- WORK INSTRUCTIONS -
Start with the first line of the records below. Output each line exactly, ending with the one that contains "frame driver that".
::: SOURCE DATA :::
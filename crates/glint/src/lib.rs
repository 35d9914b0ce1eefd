//! # Glint — ECS Core for a 3D Sandbox
//!
//! A signature-based Entity Component System plus the thin layer a 3D
//! sandbox needs to drive it: transforms and cameras, an input snapshot
//! model, fly-camera and first-person systems, and a frame driver that
//! hands camera matrices to whatever renderer you plug in.
//!
//! Start with `use glint::prelude::*` and build a [`Sandbox`](frame::Sandbox),
//! or use [`ecs::Coordinator`] on its own.

pub mod camera;
pub mod config;
pub mod ecs;
pub mod frame;
pub mod input;
pub mod math;
pub mod prelude;
pub mod render;
pub mod systems;
pub mod time;
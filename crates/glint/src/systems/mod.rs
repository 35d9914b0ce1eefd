//! Built-in systems that turn input into camera motion.
//!
//! Both systems subscribe to `window::INPUT` in [`System::init`] and keep the
//! most recent [`InputSnapshot`] in a shared cell. Mouse motion is consumed
//! by the first update after it arrives, so a frame without a fresh input
//! event doesn't replay the last delta.
//!
//! [`System::init`]: crate::ecs::System::init

pub mod camera_control;
pub mod player;

pub use camera_control::{CameraControl, FlyCamera};
pub use player::{PlayerController, PlayerMovement};

use std::cell::Cell;
use std::rc::Rc;

use crate::ecs::event::window;
use crate::ecs::EventManager;
use crate::input::InputSnapshot;
use crate::math::{EulerRot, Quat, Transform, Vec2};

/// Pitch stays just short of straight up or down.
const PITCH_LIMIT_DEGREES: f32 = 89.0;

/// Latest input seen on the event bus.
#[derive(Debug, Clone, Default)]
pub(crate) struct InputCell(Rc<Cell<InputSnapshot>>);

impl InputCell {
    /// Create a cell fed by every `window::INPUT` event.
    pub(crate) fn subscribe(events: &mut EventManager) -> Self {
        let cell = Self::default();
        let shared = Rc::clone(&cell.0);
        events.add_listener(window::INPUT, move |event| {
            match InputSnapshot::from_event(event) {
                Ok(snapshot) => shared.set(snapshot),
                Err(err) => log::warn!("ignoring malformed input event: {err}"),
            }
        });
        cell
    }

    /// Current snapshot. Mouse motion and scroll are cleared after reading;
    /// held buttons are kept.
    pub(crate) fn take(&self) -> InputSnapshot {
        let snapshot = self.0.get();
        self.0.set(InputSnapshot {
            mouse_delta: Vec2::ZERO,
            scroll: 0.0,
            ..snapshot
        });
        snapshot
    }
}

/// Turn by `delta` pixels of mouse motion: yaw around world up, pitch around
/// the camera's right axis, no roll.
pub(crate) fn mouse_look(transform: &mut Transform, delta: Vec2, degrees_per_pixel: f32) {
    if delta == Vec2::ZERO {
        return;
    }
    let (yaw, pitch, _) = transform.rotation.to_euler(EulerRot::YXZ);
    let limit = PITCH_LIMIT_DEGREES.to_radians();
    let yaw = yaw - (delta.x * degrees_per_pixel).to_radians();
    let pitch = (pitch - (delta.y * degrees_per_pixel).to_radians()).clamp(-limit, limit);
    transform.rotation = Quat::from_euler(EulerRot::YXZ, yaw, pitch, 0.0);
}

#[cfg(test)]
mod tests {
    use super::*;
    use crate::ecs::Event;
    use crate::input::{Button, ButtonSet};
    use crate::math::Vec3;

    #[test]
    fn mouse_right_turns_right() {
        let mut transform = Transform::IDENTITY;
        mouse_look(&mut transform, Vec2::new(900.0, 0.0), 0.1);
        // 90 degrees to the right of -Z is +X.
        assert!(transform.forward().abs_diff_eq(Vec3::X, 1e-4));
    }

    #[test]
    fn pitch_is_clamped() {
        let mut transform = Transform::IDENTITY;
        mouse_look(&mut transform, Vec2::new(0.0, -5000.0), 0.1);
        let (_, pitch, _) = transform.rotation.to_euler(EulerRot::YXZ);
        assert!((pitch.to_degrees() - PITCH_LIMIT_DEGREES).abs() < 1e-2);
        assert!(transform.forward().y > 0.99);
    }

    #[test]
    fn input_cell_consumes_motion_once() {
        let mut events = EventManager::new();
        let cell = InputCell::subscribe(&mut events);
        let snapshot = InputSnapshot {
            buttons: ButtonSet::EMPTY.with(Button::Forward),
            mouse_delta: Vec2::new(4.0, 0.0),
            scroll: 0.0,
        };
        events.send(&mut snapshot.to_event());

        assert_eq!(cell.take(), snapshot);
        let again = cell.take();
        assert_eq!(again.mouse_delta, Vec2::ZERO);
        assert!(again.buttons.contains(Button::Forward));
    }

    #[test]
    fn malformed_input_keeps_previous_snapshot() {
        let mut events = EventManager::new();
        let cell = InputCell::subscribe(&mut events);
        let held = InputSnapshot {
            buttons: ButtonSet::EMPTY.with(Button::Jump),
            ..InputSnapshot::default()
        };
        events.send(&mut held.to_event());
        events.send(&mut Event::new(window::INPUT));
        assert!(cell.take().buttons.contains(Button::Jump));
    }
}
:::
- ANSWER TO THE EXERCISE -
filename crates/glint/src/lib.rs
repository 35d9914b0ce1eefd
//! # Glint — ECS Core for a 3D Sandbox
//!
//! A signature-based Entity Component System plus the thin layer a 3D
//! sandbox needs to drive it: transforms and cameras, an input snapshot
//! model, fly-camera and first-person systems, and a frame driver that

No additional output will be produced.